My Mum - Escapades!
By Denzella
- 4827 reads
My Mum - Escapades!
I have written several pieces about my Mum as she was a very special, if somewhat whacky lady. I started this series with the story of our visits to the outdoor lido and the embarrassment caused to us by Mum’s knitted swimsuit. I have written about her attempts at sewing and cooking and how they didn’t always turn out as one would expect. My clothing was a source of embarrassment what with the knitted underwear, the crocheted dress and the Florence Nightingale coat and bonnet all well intentioned efforts by my Mum. Then there was the cooking as I believe I’ve mentioned her sausage stew, sausages cooked in tomato soup, which was, in itself, a culinary masterpiece, looking as it did like vasectomy trimmings lightly simmering in blood from someone who perhaps was receiving treatment for anaemia. Then there was our evening entertainment something we all enjoyed as a family, such as metal work, huddled round a meagre fire filing the rough bits off metal components with large heavy files taking the skin off our fingers in the process. However, Hop Picking was our much looked forward to holiday transporting us from the grim reality of our life in London.

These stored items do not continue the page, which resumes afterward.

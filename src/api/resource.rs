//! Wire representations exchanged with the campaigns API.
//!
//! The remote shape is flatter than the local draft: deal details, merchant
//! fields and SEO fields live at the top level, services are plain names and
//! the pricing is either a flat price or a list of options, never both.

use crate::campaign::model::*;
use crate::campaign::patch::{
    FinePrintPatch, GroupBuyPatch, PromotionPatch, SeoPatch, VoucherInstructionsPatch,
};
use chrono::{DateTime, Utc};
use serde::{Deserialize, Deserializer, Serialize};

/// Flat pricing, sent only for deals without priced options.
///
#[derive(Clone, Debug, PartialEq, Serialize)]
#[serde(rename_all = "camelCase")]
pub struct FlatPricing {
    pub price: Option<f64>,
    pub original_price: Option<f64>,
}

/// Media item as stored by the API.
///
#[derive(Clone, Debug, PartialEq, Eq, Serialize)]
#[serde(rename_all = "camelCase")]
pub struct WireMediaItem {
    pub media_id: Option<String>,
    pub url: String,
    #[serde(rename = "type")]
    pub kind: MediaType,
    pub is_primary: bool,
    pub service: String,
    pub title: String,
    pub description: String,
    pub tags: Vec<String>,
    pub privacy_status: String,
}

impl From<&MediaItem> for WireMediaItem {
    fn from(item: &MediaItem) -> Self {
        WireMediaItem {
            media_id: item.media_id.clone(),
            url: item.url.clone(),
            kind: item.kind,
            is_primary: item.is_primary,
            service: item.service.clone().unwrap_or_else(|| "other".to_string()),
            title: item.title.clone(),
            description: item.description.clone(),
            tags: item.tags.clone(),
            privacy_status: item
                .privacy_status
                .clone()
                .unwrap_or_else(|| "public".to_string()),
        }
    }
}

/// The configuration of the active promotion mechanism, keyed by its wire
/// field name.
///
#[derive(Clone, Debug, PartialEq, Serialize)]
#[serde(rename_all = "camelCase")]
pub enum PromotionConfig {
    DiscountConfig(DiscountConfig),
    BogoConfig(BogoConfig),
    TieredDiscountConfig(TieredDiscountConfig),
    GiftWithPurchaseConfig(GiftWithPurchaseConfig),
    CreditPointsConfig(CreditPointsConfig),
}

/// Promotion as sent to the API: the mechanism and its config only.
///
#[derive(Clone, Debug, PartialEq, Serialize)]
#[serde(rename_all = "camelCase")]
pub struct WirePromotion {
    pub mechanism: PromotionMechanism,
    #[serde(flatten)]
    pub config: PromotionConfig,
    pub name: String,
    pub description: String,
    pub code: String,
    pub auto_apply: bool,
    pub stackable_with_all_others: bool,
    pub priority_level: u8,
    pub start_date: DateTime<Utc>,
    pub end_date: DateTime<Utc>,
    pub min_order_value: f64,
    pub min_order_quantity: u32,
    pub applies_to: AppliesTo,
    pub currency: String,
    pub max_uses_per_user: u32,
    pub max_total_uses: u32,
}

/// Request body for the draft and publish endpoints.
///
#[derive(Clone, Debug, PartialEq, Serialize)]
#[serde(rename_all = "camelCase")]
pub struct CampaignPayload {
    #[serde(rename = "_id", skip_serializing_if = "Option::is_none")]
    pub id: Option<String>,
    pub status: CampaignStatus,
    pub title: String,
    pub subtitle: String,
    pub category: String,
    pub is_virtual: bool,
    pub is_giftable: bool,
    #[serde(flatten)]
    pub pricing: Option<FlatPricing>,
    pub options: Vec<DealOption>,
    pub services: Vec<String>,
    pub media: Vec<WireMediaItem>,
    #[serde(skip_serializing_if = "Option::is_none")]
    pub primary_image_url: Option<String>,
    #[serde(skip_serializing_if = "Option::is_none")]
    pub primary_video_url: Option<String>,
    pub highlights: Vec<String>,
    pub description: String,
    pub fine_print: FinePrint,
    pub voucher_instructions: VoucherInstructions,
    pub merchant_name: String,
    pub merchant_email: String,
    pub merchant_phone: String,
    pub business_website: String,
    #[serde(rename = "instagramURL")]
    pub instagram_url: String,
    #[serde(rename = "facebookURL")]
    pub facebook_url: String,
    #[serde(skip_serializing_if = "Option::is_none")]
    pub targeting_options: Option<serde_json::Value>,
    #[serde(skip_serializing_if = "Option::is_none")]
    pub publish_at: Option<DateTime<Utc>>,
    #[serde(skip_serializing_if = "Option::is_none")]
    pub expires_at: Option<DateTime<Utc>>,
    pub meta_description: String,
    pub keywords: Vec<String>,
    pub group_buy: GroupBuy,
    #[serde(skip_serializing_if = "Option::is_none")]
    pub promotion: Option<WirePromotion>,
}

/// Campaign record returned by the API. Every field is optional; missing
/// fields are resolved against the local draft when merging.
///
#[derive(Clone, Debug, Default, PartialEq, Deserialize)]
#[serde(rename_all = "camelCase", default)]
pub struct RemoteCampaign {
    #[serde(rename = "_id")]
    pub id: Option<String>,
    pub status: Option<CampaignStatus>,
    pub title: Option<String>,
    pub subtitle: Option<String>,
    pub category: Option<String>,
    pub is_virtual: Option<bool>,
    pub is_giftable: Option<bool>,
    /// `None` when absent, `Some(None)` when explicitly `null`.
    #[serde(deserialize_with = "nullable")]
    pub price: Option<Option<f64>>,
    #[serde(deserialize_with = "nullable")]
    pub original_price: Option<Option<f64>>,
    pub options: Option<Vec<DealOption>>,
    pub services: Option<Vec<String>>,
    pub media: Option<Vec<MediaItem>>,
    pub highlights: Option<Vec<String>>,
    pub description: Option<String>,
    pub fine_print: Option<FinePrintPatch>,
    pub voucher_instructions: Option<VoucherInstructionsPatch>,
    pub merchant_name: Option<String>,
    pub merchant_email: Option<String>,
    pub merchant_phone: Option<String>,
    pub business_website: Option<String>,
    #[serde(rename = "instagramURL")]
    pub instagram_url: Option<String>,
    #[serde(rename = "facebookURL")]
    pub facebook_url: Option<String>,
    pub targeting_options: Option<serde_json::Value>,
    pub publish_at: Option<DateTime<Utc>>,
    pub expires_at: Option<DateTime<Utc>>,
    pub created_at: Option<DateTime<Utc>>,
    pub updated_at: Option<DateTime<Utc>>,
    pub seo: Option<SeoPatch>,
    pub group_buy: Option<GroupBuyPatch>,
    pub promotion: Option<PromotionPatch>,
}

/// Deserialize a present field, keeping an explicit `null` as `Some(None)`.
///
fn nullable<'de, D, T>(deserializer: D) -> Result<Option<Option<T>>, D::Error>
where
    D: Deserializer<'de>,
    T: Deserialize<'de>,
{
    Option::<T>::deserialize(deserializer).map(Some)
}

/// Error body returned by the API on non-success responses.
///
#[derive(Debug, Default, Deserialize)]
#[serde(default)]
pub(crate) struct ErrorBody {
    pub message: Option<String>,
}
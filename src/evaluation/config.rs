//! Evaluation run configuration.

use serde::{Deserialize, Serialize};
use std::fs;
use std::io::Write;
use std::path::{Path, PathBuf};

use super::EvaluationError;
use crate::estimator::InputNormalization;

/// File holding dataset-derived normalization constants, next to the model.
pub const NORMALIZATION_FILE: &str = "normalization.yaml";

/// Everything an evaluation run needs, already resolved.
#[derive(Debug, Clone, PartialEq, Serialize, Deserialize)]
pub struct EvaluationConfig {
    /// Labeled dataset file.
    pub dataset_path: PathBuf,
    /// Beacon setting file the model was trained with.
    pub beacon_setting_path: PathBuf,
    /// Model file. For replayed runs this is the recorded prediction file.
    pub model_path: PathBuf,
    /// Directory receiving the result files.
    pub output_dir: PathBuf,
    /// Use the fixed input mean/std instead of the dataset-derived statistics.
    #[serde(default)]
    pub use_fixed_input_mean_std: bool,
}

impl EvaluationConfig {
    /// Loads a configuration from a YAML file.
    ///
    /// # Errors
    ///
    /// * [`EvaluationError::ConfigError`] - if the file cannot be read or parsed
    pub fn load_from_yaml(path: &Path) -> Result<Self, EvaluationError> {
        let contents = fs::read_to_string(path).map_err(|e| {
            EvaluationError::ConfigError(format!("Failed to read {}: {e}", path.display()))
        })?;
        serde_yaml::from_str(&contents).map_err(|e| {
            EvaluationError::ConfigError(format!("Failed to parse {}: {e}", path.display()))
        })
    }

    /// Saves the configuration to a YAML file.
    pub fn save_to_yaml(&self, path: &Path) -> Result<(), EvaluationError> {
        let yaml_string =
            serde_yaml::to_string(self).map_err(|e| EvaluationError::ConfigError(e.to_string()))?;
        let mut file =
            fs::File::create(path).map_err(|e| EvaluationError::ConfigError(e.to_string()))?;
        file.write_all(yaml_string.as_bytes())
            .map_err(|e| EvaluationError::ConfigError(e.to_string()))?;
        Ok(())
    }

    /// Resolves the input normalization constants.
    ///
    /// Fixed constants are used when `use_fixed_input_mean_std` is set;
    /// otherwise [`NORMALIZATION_FILE`] is read from the model directory.
    pub fn normalization(&self) -> Result<InputNormalization, EvaluationError> {
        if self.use_fixed_input_mean_std {
            return Ok(InputNormalization::default());
        }
        let model_dir = self.model_path.parent().unwrap_or_else(|| Path::new(""));
        let path = model_dir.join(NORMALIZATION_FILE);
        InputNormalization::load_dataset_derived(&path)
            .map_err(|e| EvaluationError::ConfigError(e.to_string()))
    }
}

#[cfg(test)]
mod tests {
    use super::*;

    #[test]
    fn test_load_from_yaml() {
        let config = EvaluationConfig::load_from_yaml(Path::new("samples/evaluation.yaml")).unwrap();
        assert_eq!(config.dataset_path, PathBuf::from("samples/dataset_test.txt"));
        assert_eq!(config.model_path, PathBuf::from("samples/predictions_test.txt"));
        assert_eq!(config.output_dir, PathBuf::from("output/sample_run"));
        assert!(config.use_fixed_input_mean_std);
        assert_eq!(config.normalization().unwrap(), InputNormalization::default());
    }

    #[test]
    fn test_save_and_reload() {
        let dir = tempfile::tempdir().unwrap();
        let path = dir.path().join("evaluation.yaml");
        let config = EvaluationConfig {
            dataset_path: PathBuf::from("data/test.txt"),
            beacon_setting_path: PathBuf::from("data/beacons.txt"),
            model_path: PathBuf::from("models/model.pb"),
            output_dir: PathBuf::from("results"),
            use_fixed_input_mean_std: false,
        };
        config.save_to_yaml(&path).unwrap();
        let reloaded = EvaluationConfig::load_from_yaml(&path).unwrap();
        assert_eq!(reloaded, config);
    }

    #[test]
    fn test_dataset_derived_normalization_next_to_model() {
        let config = EvaluationConfig {
            dataset_path: PathBuf::from("samples/dataset_test.txt"),
            beacon_setting_path: PathBuf::from("samples/beacon_setting.txt"),
            model_path: PathBuf::from("samples/predictions_test.txt"),
            output_dir: PathBuf::from("output"),
            use_fixed_input_mean_std: false,
        };
        let normalization = config.normalization().unwrap();
        assert!(matches!(
            normalization,
            InputNormalization::DatasetDerived(_)
        ));

        let missing = EvaluationConfig {
            model_path: PathBuf::from("no_such_dir/model.pb"),
            ..config
        };
        assert!(matches!(
            missing.normalization(),
            Err(EvaluationError::ConfigError(_))
        ));
    }
}
//! Quaternion canonicalization and conversion helpers.

use nalgebra::{Matrix3, Quaternion, UnitQuaternion};

use super::PoseError;

/// Normalizes a raw `[w, x, y, z]` quaternion and moves it to the northern
/// hemisphere (`w >= 0`).
///
/// `q` and `-q` encode the same rotation, so forcing the sign of the scalar
/// part gives every rotation a single stored representation.
///
/// # Arguments
///
/// * `quat` - Raw quaternion components, scalar first.
///
/// # Returns
///
/// * `Result<[f64; 4], PoseError>` - Unit quaternion with a non-negative scalar part
///
/// # Errors
///
/// * [`PoseError::InvalidQuaternion`] - if `quat.len() != 4`
/// * [`PoseError::DegenerateQuaternion`] - if the norm is zero or not finite
pub fn normalize_quaternion(quat: &[f64]) -> Result<[f64; 4], PoseError> {
    if quat.len() != 4 {
        return Err(PoseError::InvalidQuaternion(format!(
            "expected 4 components, got {}",
            quat.len()
        )));
    }

    let norm = quat.iter().map(|v| v * v).sum::<f64>().sqrt();
    if norm == 0.0 || !norm.is_finite() {
        return Err(PoseError::DegenerateQuaternion(format!(
            "norm of {quat:?} is {norm}"
        )));
    }

    let sign = if quat[0] < 0.0 { -1.0 } else { 1.0 };
    Ok([
        sign * quat[0] / norm,
        sign * quat[1] / norm,
        sign * quat[2] / norm,
        sign * quat[3] / norm,
    ])
}

/// Converts a (not necessarily unit) quaternion into a 3x3 rotation matrix.
///
/// # Errors
///
/// * [`PoseError::DegenerateQuaternion`] - if the quaternion cannot be normalized
pub fn rotation_matrix(quat: &Quaternion<f64>) -> Result<Matrix3<f64>, PoseError> {
    let norm = quat.norm();
    if norm == 0.0 || !norm.is_finite() {
        return Err(PoseError::DegenerateQuaternion(format!(
            "cannot build a rotation from quaternion with norm {norm}"
        )));
    }
    Ok(UnitQuaternion::from_quaternion(*quat)
        .to_rotation_matrix()
        .into_inner())
}
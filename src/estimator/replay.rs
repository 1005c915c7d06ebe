//! Serves predictions recorded by an external inference run.
//!
//! The prediction file uses the same layout as `localize-poses.txt`: three
//! header lines followed by `image X Y Z W P Q R` rows. A prediction is
//! matched to a sample by the image identifier exactly as written in both
//! files. When the prediction file holds bare file names instead, a sample
//! falls back to its file name, provided no other sample has already claimed
//! that prediction.

use log::{debug, info};
use std::collections::HashMap;
use std::fs;
use std::path::Path;

use super::{EstimatorError, InputNormalization, PoseEstimator};
use crate::dataset::{parse_pose_values, LabeledSample, HEADER_LINES};
use crate::pose::Pose;

#[derive(Debug, Clone, Default)]
pub struct ReplayEstimator {
    predictions: HashMap<String, Pose>,
    /// Bare-name predictions served through the fallback, and the sample
    /// identifier that took each of them.
    claimed: HashMap<String, String>,
}

impl ReplayEstimator {
    pub fn new(predictions: HashMap<String, Pose>) -> Self {
        ReplayEstimator {
            predictions,
            claimed: HashMap::new(),
        }
    }

    /// Loads recorded predictions from a pose file.
    ///
    /// # Errors
    ///
    /// * [`EstimatorError::IOError`] - if the file cannot be read
    /// * [`EstimatorError::ParseError`] - if a row is malformed or an image
    ///   identifier appears twice
    pub fn load(path: &Path) -> Result<Self, EstimatorError> {
        let contents = fs::read_to_string(path)
            .map_err(|e| EstimatorError::IOError(format!("{}: {e}", path.display())))?;

        let mut predictions = HashMap::new();
        for (line_no, line) in contents.lines().enumerate().skip(HEADER_LINES) {
            let fields: Vec<&str> = line.split_whitespace().collect();
            if fields.is_empty() {
                continue;
            }
            if fields.len() != 8 {
                return Err(EstimatorError::ParseError(format!(
                    "line {}: expected 8 fields (image, 7 pose values), got {}",
                    line_no + 1,
                    fields.len()
                )));
            }
            let row =
                parse_pose_values(&fields[1..], line_no + 1).map_err(EstimatorError::ParseError)?;
            if predictions
                .insert(fields[0].to_string(), Pose::from_row(&row))
                .is_some()
            {
                return Err(EstimatorError::ParseError(format!(
                    "line {}: duplicate prediction for {}",
                    line_no + 1,
                    fields[0]
                )));
            }
        }

        info!(
            "Loaded {} recorded predictions from {}",
            predictions.len(),
            path.display()
        );
        Ok(ReplayEstimator::new(predictions))
    }

    pub fn len(&self) -> usize {
        self.predictions.len()
    }

    pub fn is_empty(&self) -> bool {
        self.predictions.is_empty()
    }
}

impl PoseEstimator for ReplayEstimator {
    fn estimate(
        &mut self,
        sample: &LabeledSample,
        _normalization: &InputNormalization,
    ) -> Result<Pose, EstimatorError> {
        if let Some(pose) = self.predictions.get(&sample.image) {
            return Ok(pose.clone());
        }

        let name = sample.file_name();
        let pose = self
            .predictions
            .get(&name)
            .cloned()
            .ok_or_else(|| EstimatorError::MissingPrediction(sample.image.clone()))?;
        match self.claimed.get(&name) {
            Some(owner) if owner != &sample.image => {
                Err(EstimatorError::AmbiguousPrediction(format!(
                    "{name} matches both {owner} and {}",
                    sample.image
                )))
            }
            Some(_) => Ok(pose),
            None => {
                debug!("Matched {} by file name {name}", sample.image);
                self.claimed.insert(name, sample.image.clone());
                Ok(pose)
            }
        }
    }
}

#[cfg(test)]
mod tests {
    use super::*;
    use crate::dataset::Dataset;
    use approx::assert_relative_eq;
    use std::io::Write;

    const POSE_HEADER: &str = "Localization Data V1\nImageFile, Camera Position [X Y Z W P Q R]\n";
    const DATASET_HEADER: &str =
        "Visual Landmark Dataset V1\nImageFile, Beacons, Camera Position [X Y Z W P Q R]\n";

    fn write_file(dir: &Path, name: &str, header: &str, rows: &[&str]) -> std::path::PathBuf {
        let path = dir.join(name);
        let mut file = fs::File::create(&path).unwrap();
        writeln!(file, "{header}").unwrap();
        for row in rows {
            writeln!(file, "{row}").unwrap();
        }
        path
    }

    #[test]
    fn test_replay_matches_dataset() {
        let dataset = Dataset::load(Path::new("samples/dataset_test.txt")).unwrap();
        let mut estimator = ReplayEstimator::load(Path::new("samples/predictions_test.txt")).unwrap();
        assert_eq!(estimator.len(), 3);

        let norm = InputNormalization::default();
        let predicted = estimator.estimate(&dataset.samples()[0], &norm).unwrap();
        assert_relative_eq!(predicted.position.x, 1.0);
        // kept raw, not normalized
        assert_relative_eq!(predicted.orientation.w, 0.7071);
    }

    #[test]
    fn test_replay_missing_prediction() {
        let dataset = Dataset::load(Path::new("samples/dataset_test.txt")).unwrap();
        let mut estimator = ReplayEstimator::default();
        assert!(estimator.is_empty());
        let result = estimator.estimate(&dataset.samples()[1], &InputNormalization::default());
        assert!(matches!(result, Err(EstimatorError::MissingPrediction(name)) if name == "seq1/frame00002.png"));
    }

    #[test]
    fn test_replay_rejects_malformed_row() {
        let mut file = tempfile::NamedTempFile::new().unwrap();
        writeln!(file, "{POSE_HEADER}").unwrap();
        writeln!(file, "a.png 1 2 3").unwrap();
        let result = ReplayEstimator::load(file.path());
        assert!(matches!(result, Err(EstimatorError::ParseError(_))));
    }

    #[test]
    fn test_replay_same_name_in_two_sequences() {
        let dir = tempfile::tempdir().unwrap();
        let dataset_path = write_file(
            dir.path(),
            "dataset.txt",
            DATASET_HEADER,
            &[
                "seq1/frame00001.png b0:-70 0 0 0 1 0 0 0",
                "seq2/frame00001.png b0:-70 5 0 0 1 0 0 0",
            ],
        );
        let predictions_path = write_file(
            dir.path(),
            "predictions.txt",
            POSE_HEADER,
            &[
                "seq1/frame00001.png 0 0 0 1 0 0 0",
                "seq2/frame00001.png 5 0 0 1 0 0 0",
            ],
        );

        let dataset = Dataset::load(&dataset_path).unwrap();
        let mut estimator = ReplayEstimator::load(&predictions_path).unwrap();
        assert_eq!(estimator.len(), 2);

        let norm = InputNormalization::default();
        for sample in dataset.iter() {
            let predicted = estimator.estimate(sample, &norm).unwrap();
            assert_relative_eq!(predicted.position.x, sample.ground_truth.position.x);
        }
    }

    #[test]
    fn test_replay_rejects_duplicate_identifier() {
        let mut file = tempfile::NamedTempFile::new().unwrap();
        writeln!(file, "{POSE_HEADER}").unwrap();
        writeln!(file, "seq1/a.png 0 0 0 1 0 0 0").unwrap();
        writeln!(file, "seq1/a.png 1 0 0 1 0 0 0").unwrap();
        let result = ReplayEstimator::load(file.path());
        assert!(matches!(result, Err(EstimatorError::ParseError(msg)) if msg.contains("duplicate")));
    }

    #[test]
    fn test_replay_bare_name_shared_by_two_samples() {
        let dir = tempfile::tempdir().unwrap();
        let dataset_path = write_file(
            dir.path(),
            "dataset.txt",
            DATASET_HEADER,
            &[
                "seq1/frame00001.png b0:-70 0 0 0 1 0 0 0",
                "seq2/frame00001.png b0:-70 5 0 0 1 0 0 0",
            ],
        );
        let predictions_path = write_file(
            dir.path(),
            "predictions.txt",
            POSE_HEADER,
            &["frame00001.png 0 0 0 1 0 0 0"],
        );

        let dataset = Dataset::load(&dataset_path).unwrap();
        let mut estimator = ReplayEstimator::load(&predictions_path).unwrap();
        let norm = InputNormalization::default();

        assert!(estimator.estimate(&dataset.samples()[0], &norm).is_ok());
        // same sample again is fine
        assert!(estimator.estimate(&dataset.samples()[0], &norm).is_ok());
        let result = estimator.estimate(&dataset.samples()[1], &norm);
        assert!(matches!(result, Err(EstimatorError::AmbiguousPrediction(_))));
    }
}
//! Fixed-bin histogram of position errors.

use serde::{Deserialize, Serialize};

/// Number of position-error bins.
pub const BIN_COUNT: usize = 1000;
/// Width of one bin in meters.
pub const BIN_WIDTH: f64 = 0.01;

/// Histogram of position errors over `[0, BIN_COUNT * BIN_WIDTH]` meters.
///
/// Bins are half-open `[edge_i, edge_{i+1})` except the last one, which also
/// contains its right edge. Errors outside the range are not binned and are
/// reported through [`ErrorHistogram::exceeding`].
#[derive(Debug, Clone, Serialize, Deserialize)]
pub struct ErrorHistogram {
    /// `BIN_COUNT + 1` bin edges in meters.
    pub bin_edges: Vec<f64>,
    /// `BIN_COUNT` counts.
    pub counts: Vec<usize>,
    /// Number of errors the histogram was built from, binned or not.
    pub total: usize,
}

impl ErrorHistogram {
    pub fn from_errors(errors: &[f64]) -> Self {
        let bin_edges: Vec<f64> = (0..=BIN_COUNT).map(|i| BIN_WIDTH * i as f64).collect();
        let first = bin_edges[0];
        let last = bin_edges[BIN_COUNT];

        let mut counts = vec![0_usize; BIN_COUNT];
        for &error in errors {
            if error < first || error > last || error.is_nan() {
                continue;
            }
            let idx = bin_edges.partition_point(|&edge| edge <= error) - 1;
            counts[idx.min(BIN_COUNT - 1)] += 1;
        }

        ErrorHistogram {
            bin_edges,
            counts,
            total: errors.len(),
        }
    }

    /// Number of errors that landed in a bin.
    pub fn binned(&self) -> usize {
        self.counts.iter().sum()
    }

    /// Number of errors beyond the last bin edge.
    pub fn exceeding(&self) -> usize {
        self.total - self.binned()
    }

    /// Upper range of the histogram in meters.
    pub fn max_edge(&self) -> f64 {
        self.bin_edges[self.bin_edges.len() - 1]
    }

    /// Cumulative share of all errors up to and including each bin.
    pub fn cumulative_ratio(&self) -> Vec<f64> {
        let total = self.total as f64;
        let mut running = 0_usize;
        self.counts
            .iter()
            .map(|count| {
                running += count;
                if self.total == 0 {
                    0.0
                } else {
                    running as f64 / total
                }
            })
            .collect()
    }
}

However, to continue with Mum’s story, although this part is mainly concerned with the antics which my brother and I got up to; nevertheless, it is still part of Mum’s story too. So, when I was about seven or eight Mum went into hospital and my brother and I went into care. My brother went into one children’s home and I went into another. I don’t remember much about the home I was in other than it was the older children’s job to bath the younger ones and as this was done in their evening recreation time they wanted the job done as quickly as possible so never bothered too much about the temperature of the water so my memory is of having lots of cold baths. The smell of toothpaste also transports me back to that home as we children all cleaned our teeth at the same time in a large washroom so the smell of toothpaste, though not unpleasant, was pretty strong. Scrambled eggs are, however, an unpleasant memory as they were never properly cooked through so looked like someone had vomited on one’s plate.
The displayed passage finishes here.